If primiparous and large multiparous are exposed to fistula and incontinence, the causes are different. For primiparous women it is generally due to the resistance of the uterus myoma, which is rarely broken, but for large multiparas, the cause is generally dynamic with uterus and the pelvic floor having been too often used get tired. and there is often a cessation of childbirth with often rupture of the uterus lesion of neighboring organs.

Women do not have access to care, because of ignorance, the existence of alternative solutions (traditional practices?), the unfavorable status of women, inadequate health facilities and awareness.

3) Place of delivery

We noted 95.28% of patients had delivered in a health facility, of which 29.05% in a maternity hospital. However, 4.05% had delivered at home and 0.67% while on the move.

Our results are superior to those reported by Nafiou [1] in Niger in 2005, Hillary [16] in 2004 in Kenya and Diakite [17] in 2008 in Mali, which found respectively 59.5%, 79% and 87.5% of cases. Unlike our findings other authors had noted rates home delivery fairly high. Sanda [5] in Niger reported that about 64.8% of fistula patients had delivered at home.

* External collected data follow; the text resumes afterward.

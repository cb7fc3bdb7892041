//! Typed dispatch over the backend handle.
//!
//! Every operation here follows the same path: encode, invoke, decode the
//! success value or normalize the failure into a [`BridgeError`]. Errors
//! propagate unmodified; this layer never retries (only the caller knows
//! whether an operation is idempotent).

use crate::backend::{BackendHandle, EngineConnector};
use crate::config::SessionConfig;
use crate::error::BridgeResult;
use crate::i18n::{TranslateArg, TranslateKey, TranslateRequest};
use crate::protocol::call::{CallRequest, MethodId, ServiceId, I18N_SERVICE, TRANSLATE_STRING};
use crate::protocol::codec;
use crate::protocol::db::{DbRequest, Row, SqlValue};
use crate::protocol::error::{RawError, WireError};

/// Command dispatcher over one engine session.
pub struct Bridge {
    handle: BackendHandle,
}

impl Bridge {
    pub fn open<C: EngineConnector>(connector: &C, config: &SessionConfig) -> BridgeResult<Self> {
        Ok(Self {
            handle: BackendHandle::open(connector, config)?,
        })
    }

    pub fn from_handle(handle: BackendHandle) -> Self {
        Self { handle }
    }

    /// Generic call. The payload is pre-encoded by the caller; success bytes
    /// come back unchanged.
    pub fn call(
        &mut self,
        service: ServiceId,
        method: MethodId,
        payload: &[u8],
    ) -> BridgeResult<Vec<u8>> {
        let request =
            codec::encode_message(&CallRequest::new(service, method, payload.to_vec()))?;
        tracing::debug!(service = service.0, method = method.0, "Dispatching call");
        self.handle.invoke(&request).map_err(translate_raw)
    }

    /// Run a query and return its rows. `first_row_only` asks the engine to
    /// stop after one row.
    pub fn db_query(
        &mut self,
        sql: &str,
        args: &[SqlValue],
        first_row_only: bool,
    ) -> BridgeResult<Vec<Row>> {
        self.db_command(&DbRequest::Query {
            sql: sql.to_string(),
            args: args.to_vec(),
            first_row_only,
        })
    }

    /// Execute a statement once per argument row. Result rows are typically
    /// empty.
    pub fn db_execute_many(
        &mut self,
        sql: &str,
        args: &[Vec<SqlValue>],
    ) -> BridgeResult<Vec<Row>> {
        self.db_command(&DbRequest::ExecuteMany {
            sql: sql.to_string(),
            args: args.to_vec(),
        })
    }

    // Transaction state lives in the engine; invalid sequences (commit
    // without begin, nested begin) come back as database errors.

    pub fn db_begin(&mut self) -> BridgeResult<()> {
        self.db_command(&DbRequest::Begin).map(|_| ())
    }

    pub fn db_commit(&mut self) -> BridgeResult<()> {
        self.db_command(&DbRequest::Commit).map(|_| ())
    }

    pub fn db_rollback(&mut self) -> BridgeResult<()> {
        self.db_command(&DbRequest::Rollback).map(|_| ())
    }

    fn db_command(&mut self, request: &DbRequest) -> BridgeResult<Vec<Row>> {
        let bytes = codec::encode_db_request(request)?;
        let reply = self.handle.invoke(&bytes).map_err(translate_raw)?;
        Ok(codec::decode_db_response(&reply)?.into_rows())
    }

    /// Resolve a translation key plus named arguments to a rendered string.
    ///
    /// Accepts raw integer keys and legacy symbolic keys alike through
    /// `Into<TranslateKey>`.
    pub fn translate<K: Into<TranslateKey>>(
        &mut self,
        key: K,
        args: &[(&str, TranslateArg)],
    ) -> BridgeResult<String> {
        let payload = codec::encode_message(&TranslateRequest::new(key.into(), args))?;
        let reply = self.call(I18N_SERVICE, TRANSLATE_STRING, &payload)?;
        codec::decode_message(&reply)
    }

    /// Release the session.
    pub fn close(self) {
        self.handle.close();
    }
}

/// Normalize either failure channel into the structured error path.
fn translate_raw(raw: RawError) -> crate::error::BridgeError {
    WireError::from_raw(&raw).into()
}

The low relative rate of home birth in our series (4.05%) can be explained by the fact that most of our patients during delivery had started their delivery work at home and when the dystocia with the impossibility of giving birth, the patients were directed to a health center where the delivery had finally ended. In fact delivery was practiced in the health structures by instrumental extraction, caesarean or uterine rupture cure In this study, 31.03% of patients had given birth in a the first health facility level and all had a delivery time between 24 h to 48 h (Table 4).

Childbirth in Niger rural areas is traditionally provided by a matron. The matron capacity for management is sometimes a delay factor in the evacuation of patients to the skilled health centers. The economic vulnerability of the population is another barrier to access to the health center.Fistula can occur in a maternity ward if patients are not admitted on time or when they have not received skilled obstetric care they need, or because the provision of basic obstetric care is non-existent, that is, for various reasons, due to lack of access to local health services. The long delay in accessing emergency obstetric care is a risk factor.

3) Clinical aspects

a) Anatomic type of fistula (Table 5 & Table 6)

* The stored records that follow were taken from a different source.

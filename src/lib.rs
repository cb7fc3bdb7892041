//! Command/response bridge to a stateful backend engine.
//!
//! The engine lives behind an opaque session handle; this crate marshals
//! typed requests across that boundary and turns failures into one structured
//! error path. Two encodings cross the boundary: framed MessagePack for
//! generic (service, method) calls, and self-describing JSON for the database
//! sub-protocol. See the `protocol` module for the wire details.

pub mod backend;
pub mod bridge;
pub mod config;
pub mod error;
pub mod i18n;
pub mod protocol;

pub use backend::{BackendHandle, Engine, EngineConnector};
pub use bridge::Bridge;
pub use config::{default_langs, set_default_langs, SessionConfig};
pub use error::{BridgeError, BridgeResult};
pub use i18n::{TranslateArg, TranslateKey};
pub use protocol::{DbRequest, RawError, Row, SqlValue, WireError};
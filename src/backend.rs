//! Ownership of the engine session.
//!
//! [`BackendHandle`] is the exclusive owner of one opaque engine session. It
//! is created once at startup, moved (never cloned), and dropping it releases
//! the session. The handle does not serialize concurrent callers: it takes
//! `&mut self`, so at most one call is in flight per handle by construction.

use crate::config::SessionConfig;
use crate::error::{BridgeError, BridgeResult};
use crate::protocol::codec;
use crate::protocol::error::{RawError, WireError};

/// An open engine session. The sole crossing point to the engine: one
/// blocking request/reply primitive with no timeout at this layer.
///
/// Cancellation, if the engine supports it, happens through a side channel
/// the engine recognizes; the in-flight call then fails with an
/// interrupted-kind error rather than returning separately.
pub trait Engine {
    fn invoke(&mut self, request: &[u8]) -> Result<Vec<u8>, RawError>;
}

/// Opens engine sessions. Implementations wrap whatever actually hosts the
/// engine: an in-process library, a child process, a test stub.
pub trait EngineConnector {
    type Session: Engine + 'static;

    /// Open a session. `init` is the framed init message built from the
    /// session configuration.
    fn open(&self, init: &[u8]) -> Result<Self::Session, RawError>;

    /// Build hash of the engine this connector reaches, when it versions
    /// itself. Checked against the config's expected hash at open.
    fn build_hash(&self) -> Option<&str> {
        None
    }
}

/// Owner of a single engine session.
pub struct BackendHandle {
    engine: Box<dyn Engine>,
}

impl std::fmt::Debug for BackendHandle {
    fn fmt(&self, f: &mut std::fmt::Formatter<'_>) -> std::fmt::Result {
        f.debug_struct("BackendHandle").finish_non_exhaustive()
    }
}

impl BackendHandle {
    /// Open a session with the given configuration.
    ///
    /// Fails if the bridge and engine build hashes disagree, or if the engine
    /// cannot initialize (invalid configuration, resource unavailable).
    pub fn open<C: EngineConnector>(connector: &C, config: &SessionConfig) -> BridgeResult<Self> {
        if let (Some(expected), Some(actual)) = (config.expected_build_hash(), connector.build_hash())
        {
            if expected != actual {
                return Err(BridgeError::Fatal(format!(
                    "Build hash mismatch: bridge {}, engine {}",
                    expected, actual
                )));
            }
        }

        let init_request = config.init_request();
        let init = codec::encode_message(&init_request)?;
        let session = connector
            .open(&init)
            .map_err(|raw| BridgeError::from(WireError::from_raw(&raw)))?;
        tracing::debug!(server = init_request.server, "Engine session opened");

        Ok(Self {
            engine: Box::new(session),
        })
    }

    /// Send request bytes to the engine and block until it replies.
    pub fn invoke(&mut self, request: &[u8]) -> Result<Vec<u8>, RawError> {
        self.engine.invoke(request)
    }

    /// Release the session. Dropping the handle does the same; this exists
    /// for call sites that want the teardown point visible.
    pub fn close(self) {
        tracing::debug!("Engine session closed");
    }
}
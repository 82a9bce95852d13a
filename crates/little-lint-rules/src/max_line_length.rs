//! Rule limiting the length of every line.
//!
//! Tabs count as four characters. Length is measured in characters, not
//! bytes.

use little_lint_core::{Registry, RuleInfo, Violation, ViolationKind};

use crate::{RulesError, StyleRule};

/// Rule name for max-line-length.
pub const NAME: &str = "max-line-length";

const INFO: RuleInfo = RuleInfo::new(NAME, "Limits lines to a maximum number of characters");

/// Flags lines longer than a limit.
#[derive(Debug, Clone)]
pub struct MaxLineLength {
    /// Maximum allowed characters per line.
    pub max: usize,
}

impl Default for MaxLineLength {
    fn default() -> Self {
        Self::new()
    }
}

impl MaxLineLength {
    /// Creates the rule with the default limit of 79.
    #[must_use]
    pub fn new() -> Self {
        Self { max: 79 }
    }

    /// Sets the maximum line length.
    #[must_use]
    pub fn max(mut self, max: usize) -> Self {
        self.max = max;
        self
    }

    /// Checks every line of `source`.
    #[must_use]
    pub fn check(&self, source: &str) -> Vec<Violation> {
        source
            .replace('\t', "    ")
            .split('\n')
            .enumerate()
            .filter(|(_, line)| line.trim_end_matches('\r').chars().count() > self.max)
            .map(|(index, _)| Violation::new(ViolationKind::MaxLineLength, index + 1))
            .collect()
    }
}

impl StyleRule for MaxLineLength {
    fn info(&self) -> RuleInfo {
        INFO
    }

    fn register(self: Box<Self>, registry: &mut Registry) -> Result<(), RulesError> {
        registry.register_file_rule(INFO, move |source: &str| self.check(source))?;
        Ok(())
    }
}

#[cfg(test)]
mod tests {
    use super::*;

    fn lines(violations: &[Violation]) -> Vec<usize> {
        violations.iter().map(|v| v.line).collect()
    }

    #[test]
    fn flags_only_long_lines() {
        let source = format!("short\n{}\n{}\n", "x".repeat(79), "y".repeat(80));
        assert_eq!(lines(&MaxLineLength::new().check(&source)), vec![3]);
    }

    #[test]
    fn tabs_count_as_four() {
        let source = format!("\t{}\n", "x".repeat(76));
        assert_eq!(lines(&MaxLineLength::new().check(&source)), vec![1]);
    }

    #[test]
    fn counts_characters_not_bytes() {
        let source = format!("{}\n", "é".repeat(79));
        assert!(MaxLineLength::new().check(&source).is_empty());
    }

    #[test]
    fn long_comment_lines_are_flagged_too() {
        let source = format!("# {}\n", "c".repeat(80));
        assert_eq!(lines(&MaxLineLength::new().max(79).check(&source)), vec![1]);
    }

    #[test]
    fn custom_limit() {
        assert_eq!(lines(&MaxLineLength::new().max(3).check("abcd\nabc")), vec![1]);
    }
}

The study revealed that 47.15% of urogenital fistulas were vesico-vaginal and 25.71% urethro-vaginal, 3 cases of rectovaginal fistula had been recorded, including 2 cases in the lower third of the rectum and one case in the upper third.

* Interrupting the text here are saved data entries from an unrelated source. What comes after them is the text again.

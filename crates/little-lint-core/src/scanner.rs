//! Scan engine: runs file, node and line rules over one source text.

use thiserror::Error;
use tracing::debug;

use crate::filter::ScanFilter;
use crate::parser::{ParseError, SourceParser};
use crate::registry::Registry;
use crate::types::Violation;
use crate::walker::TreeWalker;

/// Errors that abort a scan. No partial results are returned.
#[derive(Debug, Error)]
pub enum ScanError {
    /// The source text is not syntactically valid.
    #[error(transparent)]
    Parse(#[from] ParseError),

    /// The comment- and decorator-free re-parse requested by a rule failed.
    #[error("rule '{rule}': stripped source does not parse: {source}")]
    StrippedParse {
        /// Rule that asked for the stripped tree.
        rule: String,
        /// Underlying parse error.
        source: ParseError,
    },
}

impl ScanError {
    /// The parse error behind this failure.
    #[must_use]
    pub fn parse_error(&self) -> &ParseError {
        match self {
            Self::Parse(err) | Self::StrippedParse { source: err, .. } => err,
        }
    }
}

/// Runs every registered rule against source texts.
///
/// Results are concatenated in a fixed order: file rules, then node rules
/// in walk order, then line rules by line. Within each group rules fire in
/// registration order.
///
/// The scanner holds no per-call state; a shared reference may scan from
/// several threads at once.
pub struct Scanner<'a> {
    registry: &'a Registry,
    parser: &'a dyn SourceParser,
}

impl<'a> Scanner<'a> {
    /// Creates a scanner over a fully built registry.
    #[must_use]
    pub fn new(registry: &'a Registry, parser: &'a dyn SourceParser) -> Self {
        Self { registry, parser }
    }

    /// Returns the registry this scanner runs.
    #[must_use]
    pub fn registry(&self) -> &'a Registry {
        self.registry
    }

    /// Scans `source` and returns all violations.
    ///
    /// # Errors
    ///
    /// Returns a [`ScanError`] if the text, or its stripped re-parse, does
    /// not parse. File and line rule results are discarded in that case.
    pub fn scan(&self, source: &str) -> Result<Vec<Violation>, ScanError> {
        let tree = self.parser.parse(source)?;

        let mut violations = Vec::new();
        for rule in self.registry.file_rules() {
            rule.check(source).append_to(&mut violations);
        }
        let file_count = violations.len();

        violations.extend(TreeWalker::new(self.registry, self.parser).walk(&tree)?);
        let tree_count = violations.len() - file_count;

        for (index, line) in source.split('\n').enumerate() {
            let line = line.strip_suffix('\r').unwrap_or(line);
            for rule in self.registry.line_rules() {
                violations.extend(rule.check(line, index + 1));
            }
        }

        debug!(
            "Scan found {} violations ({} file, {} tree, {} line)",
            violations.len(),
            file_count,
            tree_count,
            violations.len() - file_count - tree_count
        );
        Ok(violations)
    }

    /// Scans `source` and keeps the violations that pass `filter`.
    ///
    /// # Errors
    ///
    /// Same as [`Scanner::scan`].
    pub fn scan_filtered(
        &self,
        source: &str,
        filter: &ScanFilter,
    ) -> Result<Vec<Violation>, ScanError> {
        let violations = self.scan(source)?;
        if filter.is_pass_through() {
            return Ok(violations);
        }
        Ok(filter.apply(&violations))
    }
}

impl std::fmt::Debug for Scanner<'_> {
    fn fmt(&self, f: &mut std::fmt::Formatter<'_>) -> std::fmt::Result {
        f.debug_struct("Scanner")
            .field("registry", self.registry)
            .field("language", &self.parser.language_id())
            .finish()
    }
}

Table 4. Duration of delivery.

Table 5. Anatomo patholigical findings by years old goup.

Table 6. FGF by Region.

The association of a rectovaginal fistula and a urogenital fistula was found in (five) 5 patients including 3 cases the same anatomical type recto-vaginal fistula of the upper third of the rectum, one of the middle third of the rectum and one of the lower third of the rectum. For the two other cases, there was a rectovaginal fistula of the upper third of the rectum associating respectively a juxta-cervical fistula and a vesico-vaginal fistula.

Our results are comparable to those of Nafiou. [1] in Niger in 2005 who found in 53.2% of cases fistulas were vesico-vaginal siege, and those of Daouda [18] in Mali in 2013 which reported 5 cases of association of uro-genital fistula and rectal fistula -vaginale.

b) Vaginal fibrosis:

In our study, vaginal flexibility was noted in 91.22% of cases against 8.78% of vaginal fibrosis. This rate is higher than those reported by Berthe H [19] and Mariko [6] who found respectively 50% and 57.8% of flexible vagina. Vaginal flexibility is a prerequisite for the success of the operative procedure.

5. Conclusion

Female genital fistula of obstetric origin remains a major public health problem in Niger. This study reveals that it occurs in very young women, primiparous as well as multiparous, generally poor, very often illiterate, with limited access to health services, especially to reproductive health care.

Conflicts of Interest

The authors declare no conflicts of interest.